[[ Data shown open ]]
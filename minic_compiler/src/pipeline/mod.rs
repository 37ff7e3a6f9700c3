//! Compilation pipeline: source text -> tokens -> translated Python
//!
//! `Compiler::compile` is pure: it owns all per-run state and writes nothing
//! outside the returned `Compilation`. `process_file` adds the file system
//! around it (reading the input, writing the `.py` and `.log` artifacts) and
//! reports progress through the global logging macros.

mod error;
pub mod output;
mod result;

pub use error::{CompileError, PipelineError};
pub use result::{Compilation, FileCompilation};

use crate::codegen::{Emitter, PythonEmitter};
use crate::config::compile_time::lexical::MAX_TOKEN_COUNT;
use crate::config::runtime::{EmitterPreferences, RuntimeConfig};
use crate::lexical::LexicalAnalyzer;
use crate::logging::{self, codes, DiagnosticCollector, TraceLog};
use std::path::{Path, PathBuf};
use std::time::Instant;

/// Translator context holding the emission preferences for every run
///
/// Defaults are the built-in ones; the environment is never consulted here.
#[derive(Debug, Clone)]
pub struct Compiler {
    preferences: EmitterPreferences,
    token_limit: usize,
}

impl Default for Compiler {
    fn default() -> Self {
        Self {
            preferences: EmitterPreferences::default(),
            token_limit: MAX_TOKEN_COUNT,
        }
    }
}

impl Compiler {
    pub fn new() -> Self {
        Self::default()
    }

    pub fn with_preferences(preferences: EmitterPreferences) -> Self {
        Self {
            preferences,
            ..Self::default()
        }
    }

    /// Lower the token limit for this compiler; capped at `MAX_TOKEN_COUNT`
    pub fn with_token_limit(mut self, limit: usize) -> Self {
        self.token_limit = limit.min(MAX_TOKEN_COUNT);
        self
    }

    pub fn preferences(&self) -> &EmitterPreferences {
        &self.preferences
    }

    /// Translate one program. Never fails; problems are in the diagnostics.
    pub fn compile(&self, source: &str) -> Compilation {
        let mut trace = TraceLog::new();
        let mut diagnostics = DiagnosticCollector::new();

        let mut analyzer = LexicalAnalyzer::with_token_limit(self.token_limit);
        let tokens = analyzer.tokenize(source, &mut trace, &mut diagnostics);
        let lexical_metrics = analyzer.metrics().clone();

        let emitter = PythonEmitter::with_preferences(&self.preferences);
        let (emitter, symbols) =
            crate::syntax::translate(tokens, emitter, &mut diagnostics, &mut trace);

        let output = if diagnostics.has_errors() {
            trace.log(format!(
                "Compilation failed with {} error(s):",
                diagnostics.len()
            ));
            for diagnostic in diagnostics.diagnostics() {
                trace.log(format!("  {}", diagnostic));
            }
            None
        } else {
            trace.log("Compilation succeeded");
            Some(emitter.into_output())
        };

        Compilation {
            output,
            diagnostics: diagnostics.into_diagnostics(),
            trace: trace.into_string(),
            symbols,
            lexical_metrics,
        }
    }
}

/// Compile source text with default preferences
pub fn compile(source: &str) -> Compilation {
    Compiler::new().compile(source)
}

/// Where `process_file` writes its artifacts
#[derive(Debug, Clone, Default)]
pub struct OutputTargets {
    /// Generated code; defaults to the input with a `.py` extension
    pub output: Option<PathBuf>,
    /// Trace log; defaults to the input with a `.log` extension
    pub trace: Option<PathBuf>,
}

/// Read, compile and write one file
///
/// The trace is written whether or not the compile succeeded (unless
/// disabled in the driver preferences). Generated code is written only on
/// success. A failed compile still returns `Ok`; callers check
/// `FileCompilation::is_success`.
pub fn process_file(
    input: &Path,
    targets: &OutputTargets,
    config: &RuntimeConfig,
) -> Result<FileCompilation, PipelineError> {
    let start_time = Instant::now();

    logging::with_file_context(input.to_path_buf(), || {
        crate::log_info!("Starting compilation", "file" => input.display());

        let file_result = crate::file_processor::process_file(input)?;

        let compiler = Compiler::with_preferences(config.emitter.clone());
        let compilation = compiler.compile(&file_result.source);

        crate::log_debug!("Translation finished",
            "tokens" => compilation.lexical_metrics.total_tokens,
            "diagnostics" => compilation.error_count());

        let trace_path = if config.driver.write_trace_file {
            let path = targets
                .trace
                .clone()
                .unwrap_or_else(|| output::default_trace_path(input));
            let text = output::render_trace(input, compilation.trace(), chrono::Utc::now());
            output::write_artifact(&path, &text)?;
            Some(path)
        } else {
            None
        };

        let output_path = match compilation.output() {
            Some(code) => {
                let path = targets
                    .output
                    .clone()
                    .unwrap_or_else(|| output::default_output_path(input));
                output::write_artifact(&path, code)?;
                Some(path)
            }
            None => {
                for diagnostic in compilation.diagnostics() {
                    crate::log_error!(diagnostic.code, &diagnostic.message,
                        "position" => diagnostic.position);
                }
                crate::log_error!(codes::driver::COMPILATION_FAILED, "Compilation failed",
                    "errors" => compilation.error_count());
                None
            }
        };

        let result = FileCompilation {
            compilation,
            source: file_result.source,
            file_metadata: file_result.metadata,
            output_path,
            trace_path,
            processing_duration: start_time.elapsed(),
        };

        if result.is_success() {
            result.log_success();
        }

        Ok(result)
    })
}

#[cfg(test)]
mod tests {
    use super::*;
    use assert_matches::assert_matches;
    use std::fs;

    fn write_source(dir: &Path, name: &str, source: &str) -> PathBuf {
        let path = dir.join(name);
        fs::write(&path, source).unwrap();
        path
    }

    fn config() -> RuntimeConfig {
        let mut config = RuntimeConfig::default();
        config.emitter = EmitterPreferences {
            indent_width: 4,
            pad_empty_body: false,
        };
        config.driver.write_trace_file = true;
        config
    }

    #[test]
    fn test_compile_success_has_output_and_trace() {
        let compilation = compile("main() { int x = 5; print(x); }");
        assert!(compilation.is_success());
        assert!(compilation.output().unwrap().contains("print(str(x))"));
        assert!(compilation.trace().ends_with("Compilation succeeded\n"));
        assert_eq!(compilation.symbols().len(), 1);
    }

    #[test]
    fn test_compile_failure_withholds_output() {
        let compilation = compile("main() { print(y); }");
        assert!(!compilation.is_success());
        assert_eq!(compilation.output(), None);
        assert!(compilation
            .trace()
            .contains("Compilation failed with 1 error(s):"));

        let error = compilation.into_result().unwrap_err();
        assert_eq!(error.error_count(), 1);
    }

    #[test]
    fn test_indent_preference() {
        let compiler = Compiler::with_preferences(EmitterPreferences {
            indent_width: 2,
            pad_empty_body: true,
        });
        let output = compiler.compile("main() { }").into_result().unwrap();
        assert!(output.contains("def main():\n  pass\n"));
        assert!(output.ends_with("if __name__ == \"__main__\":\n  main()\n"));
    }

    #[test]
    fn test_default_compiler_ignores_environment() {
        use crate::config::compile_time::emission::DEFAULT_INDENT_WIDTH;
        use crate::config::runtime::env_vars;

        std::env::set_var(env_vars::EMIT_INDENT_WIDTH, "0");
        let compilation = compile("main() { int x; }");
        std::env::remove_var(env_vars::EMIT_INDENT_WIDTH);

        assert_eq!(Compiler::new().preferences().indent_width, DEFAULT_INDENT_WIDTH);
        let expected = format!("\n{}x = 0\n", " ".repeat(DEFAULT_INDENT_WIDTH));
        assert!(compilation.into_result().unwrap().contains(&expected));
    }

    #[test]
    fn test_token_limit_fails_compilation() {
        let compilation = Compiler::new()
            .with_token_limit(4)
            .compile("main() { int x; }");
        assert_eq!(compilation.output(), None);
        assert_eq!(compilation.lexical_metrics().total_tokens, 4);

        let lexical: Vec<_> = compilation
            .diagnostics()
            .iter()
            .filter(|d| d.code == codes::lexical::TOO_MANY_TOKENS)
            .collect();
        assert_eq!(lexical.len(), 1);
        assert!(compilation.trace().contains("Lexing stopped"));
        assert!(compilation.trace().contains("Compilation failed"));
    }

    #[test]
    fn test_diagnostics_json() {
        let compilation = compile("main() { z = 3; }");
        let json = compilation.diagnostics_json().unwrap();
        let value: serde_json::Value = serde_json::from_str(&json).unwrap();
        assert_eq!(value[0]["code"], "E052");
        assert_eq!(value[0]["category"], "Semantic");
    }

    #[test]
    fn test_process_file_writes_artifacts() {
        let dir = tempfile::tempdir().unwrap();
        let input = write_source(dir.path(), "prog.c", "main() { bool b; print(b); }");

        let result = process_file(&input, &OutputTargets::default(), &config()).unwrap();
        assert!(result.is_success());
        assert_eq!(result.source, "main() { bool b; print(b); }");

        let output_path = result.output_path.unwrap();
        assert_eq!(output_path, dir.path().join("prog.py"));
        let python = fs::read_to_string(&output_path).unwrap();
        assert!(python.contains("    b = False\n"));

        let trace = fs::read_to_string(result.trace_path.unwrap()).unwrap();
        assert!(trace.starts_with("# minic trace for "));
        assert!(trace.contains("Compilation succeeded"));
    }

    #[test]
    fn test_process_file_failure_writes_only_trace() {
        let dir = tempfile::tempdir().unwrap();
        let input = write_source(dir.path(), "bad.c", "main() { z = 3; }");
        let targets = OutputTargets {
            output: Some(dir.path().join("custom.py")),
            trace: Some(dir.path().join("custom.log")),
        };

        let result = process_file(&input, &targets, &config()).unwrap();
        assert!(!result.is_success());
        assert_eq!(result.output_path, None);
        assert!(!dir.path().join("custom.py").exists());
        assert!(dir.path().join("custom.log").exists());
    }

    #[test]
    fn test_process_file_without_trace() {
        let dir = tempfile::tempdir().unwrap();
        let input = write_source(dir.path(), "p.c", "main() { }");
        let mut config = config();
        config.driver.write_trace_file = false;

        let result = process_file(&input, &OutputTargets::default(), &config).unwrap();
        assert_eq!(result.trace_path, None);
        assert!(!dir.path().join("p.log").exists());
    }

    #[test]
    fn test_process_missing_file() {
        let dir = tempfile::tempdir().unwrap();
        let result = process_file(
            &dir.path().join("absent.c"),
            &OutputTargets::default(),
            &config(),
        );
        assert_matches!(result, Err(PipelineError::FileProcessing(_)));
    }
}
[[ Data shown closed ]]
Exercise goal: Nothing but an exact copy of the lines from the first one above through the line holding "the file system" should be returned.

Response to this task:
filename minic_compiler/src/pipeline/mod.rs
repository 37ff7e3a6f9700c3
//! Compilation pipeline: source text -> tokens -> translated Python
//!
//! `Compiler::compile` is pure: it owns all per-run state and writes nothing
//! outside the returned `Compilation`. `process_file` adds the file system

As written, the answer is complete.